We have also tested this deployment with OpenStack and applications on virtual machines using a device emulator. We were able to serve up to 40,000 device connections concurrently on the sample hardware I showed you on the previous slide.
So, we have seen a deployment diagram for OpenStack. It is a redundant infrastructure with an eight-node server. And it is enough if you manage all the applications directly. But we wanted to get rid of complexity of the application lifecycle and significantly reduce the time that each developer spends during deployment. That’s why we deployed the Cloud Founry PaaS on OpenStack.
On this slide I wanted to demonstrate how the components of the PaaS are deployed to OpenStack. Each component is deployed on a separate virtual machine. To make the PaaS deployment highly available, the components of the PaaS need to be deployed on at least two VMs.
Here I wanted to highlight that application instances run inside the Cloud Foundry PaaS. Components that run the application are called Droplet Execution Agents or DEAs. The component responsible for load balancing is called Router. Router handles all incoming requests to applications and knows when an application instance is executed. So it knows where to send the incoming request.
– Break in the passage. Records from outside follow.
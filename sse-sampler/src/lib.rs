#![deny(missing_docs)]
//! The Sampler Oracle boundary: the one async suspension point in an
//! otherwise synchronous engine (see `sse-runner`'s retry loop).
//!
//! [`Sampler`] is intentionally minimal and object-safe (`Rc<dyn Sampler>`
//! held by the Runner) — unlike `neuron_turn::Provider`'s RPITIT trait,
//! which stays generic because `NeuronTurn<P>` never needs to erase `P`.
//! Here the Runner is built once and handed whichever sampler the embedder
//! chooses, so object safety is worth the `async-trait` macro's cost.

mod error;
pub mod mock;
mod normalize;

pub use error::SamplerError;
pub use mock::MockSampler;
pub use normalize::{select_candidate_line, strip_escaped_quote_wrapper, unescape_quotes};

use async_trait::async_trait;
use sse_core::Value;

/// Whether a sample request wants the whole `lhs = rhs` line echoed back
/// (`Full`) or just the candidate right-hand side (`RhsOnly`).
#[derive(Debug, Clone, Copy, PartialEq, Eq)]
pub enum SampleMode {
    /// Expect the model to restate `defaultAssignment = <value>` and scan
    /// for that line in its reply.
    Full,
    /// Take the first line of the reply as the right-hand side directly.
    RhsOnly,
}

/// A single sampling request assembled by the Runner.
#[derive(Debug, Clone)]
#[non_exhaustive]
pub struct SampleRequest {
    /// The operator's prompt (or its feedback-augmented retry prompt).
    pub prompt: String,
    /// The truncated, query-filtered history context.
    pub context: String,
    /// The `lhs` of the assignment being sampled, e.g. `state['mood']`.
    pub default_assignment: String,
    /// The current value at `default_assignment`, rendered for display in
    /// the hint the model sees.
    pub current_value: Value,
    /// Which shape of reply is expected.
    pub mode: SampleMode,
    /// The model identifier selecting a provider (`gpt-4o`, `claude-3-5…`).
    pub model: String,
}

impl SampleRequest {
    /// Build a request. `#[non_exhaustive]` blocks struct-literal
    /// construction from other crates, so this is the constructor the
    /// Runner and adapter tests use.
    pub fn new(
        prompt: impl Into<String>,
        context: impl Into<String>,
        default_assignment: impl Into<String>,
        current_value: Value,
        mode: SampleMode,
        model: impl Into<String>,
    ) -> Self {
        Self {
            prompt: prompt.into(),
            context: context.into(),
            default_assignment: default_assignment.into(),
            current_value,
            mode,
            model: model.into(),
        }
    }
}

/// Produces a candidate assignment line given a prompt, context, and the
/// current default. Implementations talk to a concrete LLM provider; the
/// Runner retries on [`SamplerError`] or on a type-mismatched result.
#[async_trait(?Send)]
pub trait Sampler {
    /// Sample one candidate line for `request`.
    async fn sample(&self, request: &SampleRequest) -> Result<String, SamplerError>;
}

/// The provider family a model identifier selects. Adapter crates
/// (`sse-sampler-openai`, `sse-sampler-anthropic`) each cover one of these.
#[derive(Debug, Clone, Copy, PartialEq, Eq)]
#[non_exhaustive]
pub enum ProviderKind {
    /// `gpt-` prefixed model identifiers.
    OpenAi,
    /// `claude-` prefixed model identifiers.
    Anthropic,
}

/// Dispatch by prefix, mirroring
/// `original_source/sampling.py::MODEL_PROVIDER_MAPPING`. Returns `None`
/// for a model identifier with no matching adapter crate in this
/// workspace (the original's mapping also lists `gemini`, `mistral`, and
/// `llama` prefixes, which have no adapter here).
pub fn provider_kind_for_model(model: &str) -> Option<ProviderKind> {
    if model.starts_with("gpt") {
        Some(ProviderKind::OpenAi)
    } else if model.starts_with("claude") {
        Some(ProviderKind::Anthropic)
    } else {
        None
    }
}

#[cfg(test)]
mod tests {
    use super::*;

    #[test]
    fn sample_mode_is_copy_and_comparable() {
        assert_eq!(SampleMode::Full, SampleMode::Full);
        assert_ne!(SampleMode::Full, SampleMode::RhsOnly);
    }

    #[test]
    fn provider_kind_dispatches_by_prefix() {
        assert_eq!(provider_kind_for_model("gpt-4o-mini"), Some(ProviderKind::OpenAi));
        assert_eq!(
            provider_kind_for_model("claude-3-5-sonnet"),
            Some(ProviderKind::Anthropic)
        );
        assert_eq!(provider_kind_for_model("gemini-pro"), None);
    }
}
Once again, to make the entire system highly available, we need to ensure redundancy on all layers, including Cloud Foundry.
Finally, we came to the architecture view of the two regions. Each region has its own deployment of OpenStack and Cloud Foundry. The same set of applications is deployed to Cloud Foundry in both regions. Database clusters are distributed. Connections between devices and one of the regions are served by a DNS service. For example, it can be Amazon Route 53. This helps us to make sure that the system operates even if only one region is available.
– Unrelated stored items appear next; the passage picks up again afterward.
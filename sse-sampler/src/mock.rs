//! A canned-response sampler for tests in downstream crates.

use crate::{SampleRequest, Sampler, SamplerError};
use async_trait::async_trait;
use std::cell::RefCell;

/// Returns a fixed queue of responses in order, one per call. Records every
/// request it was asked to sample, so a test can assert on prompts built
/// by the Runner's retry loop.
#[derive(Debug, Default)]
pub struct MockSampler {
    responses: RefCell<std::collections::VecDeque<Result<String, SamplerError>>>,
    requests: RefCell<Vec<SampleRequest>>,
}

impl MockSampler {
    /// A sampler with no queued responses (any call will panic-worthy-error).
    pub fn new() -> Self {
        Self::default()
    }

    /// Queue a successful candidate line to be returned on the next call.
    pub fn push_line(&self, line: impl Into<String>) -> &Self {
        self.responses.borrow_mut().push_back(Ok(line.into()));
        self
    }

    /// Queue an error to be returned on the next call.
    pub fn push_error(&self, err: SamplerError) -> &Self {
        self.responses.borrow_mut().push_back(Err(err));
        self
    }

    /// All requests made so far, in order.
    pub fn requests(&self) -> Vec<SampleRequest> {
        self.requests.borrow().clone()
    }
}

#[async_trait(?Send)]
impl Sampler for MockSampler {
    async fn sample(&self, request: &SampleRequest) -> Result<String, SamplerError> {
        self.requests.borrow_mut().push(request.clone());
        self.responses
            .borrow_mut()
            .pop_front()
            .unwrap_or_else(|| Err(SamplerError::Transport("no more queued responses".into())))
    }
}

#[cfg(test)]
mod tests {
    use super::*;
    use sse_core::Value;

    fn req() -> SampleRequest {
        SampleRequest {
            prompt: "p".into(),
            context: "c".into(),
            default_assignment: "x".into(),
            current_value: Value::Int(1),
            mode: crate::SampleMode::Full,
            model: "gpt-4o-mini".into(),
        }
    }

    #[tokio::test]
    async fn replays_queued_responses_in_order() {
        let sampler = MockSampler::new();
        sampler.push_line("x = 2");
        sampler.push_line("x = 3");
        assert_eq!(sampler.sample(&req()).await.unwrap(), "x = 2");
        assert_eq!(sampler.sample(&req()).await.unwrap(), "x = 3");
        assert_eq!(sampler.requests().len(), 2);
    }

    #[tokio::test]
    async fn errors_when_queue_is_exhausted() {
        let sampler = MockSampler::new();
        assert!(sampler.sample(&req()).await.is_err());
    }
}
To sum it up, I would like to list some of the most important lessons we’ve learned from working on this solution.
A complex system requires an equally complex approach to design, implementation, and testing.
It is highly important to remember about project requirements when selecting the technology stack. You should always verify each component and make sure that it meets these requirements, both separately and as part of the system.
If you want to build a fault tolerant system, all architectural layers and components will need support high availability.
When choosing an open source solution, be prepared to dig into its internals. Any open product has some issues. It is the price you pay for free usage. And this is why you may need a team of experienced engineers.
You will most likely need about six months of research and self-learning before you can start using OpenStack and Cloud Foundry in production (if you do it on your own). Of course there are companies that provide training and support, which can help.
Finally, to persuade your customers to switch to a new platform, you need to demonstrate its business value on every phase. This means, the project needs to achieve business objectives despite the underlying technical complexity.
With 250+ employees across 8 countries, Altoros is behind some of the world’s largest Cloud Foundry deployments.
We are one of the community leaders in the Cloud Foundry ecosystem and a founding member of the Cloud Foundry Foundation. (alongside with SAP, IBM, Pivotal Software, Vmware, etc. )
#1
Altoros integrates software assembly lines into large organizations by deploying solutions offered by the Cloud Foundry ecosystem. Our customers are among the first to create and monetize application-driven competitive advantages with Cloud Foundry.
#2
At Altoros, our mission is to reduce the time and cost of application delivery by using Cloud Foundry-based” software assembly lines” and “data lakes”. We integrate solutions offered by the Cloud Foundry ecosystem and therefore help customers deliver and operate their “software assembly lines”.
Altoros is behind some of the world’s largest Cloud Foundry deployments.
This is all. Thank you for you attention. I’ll be glad to answer your questions.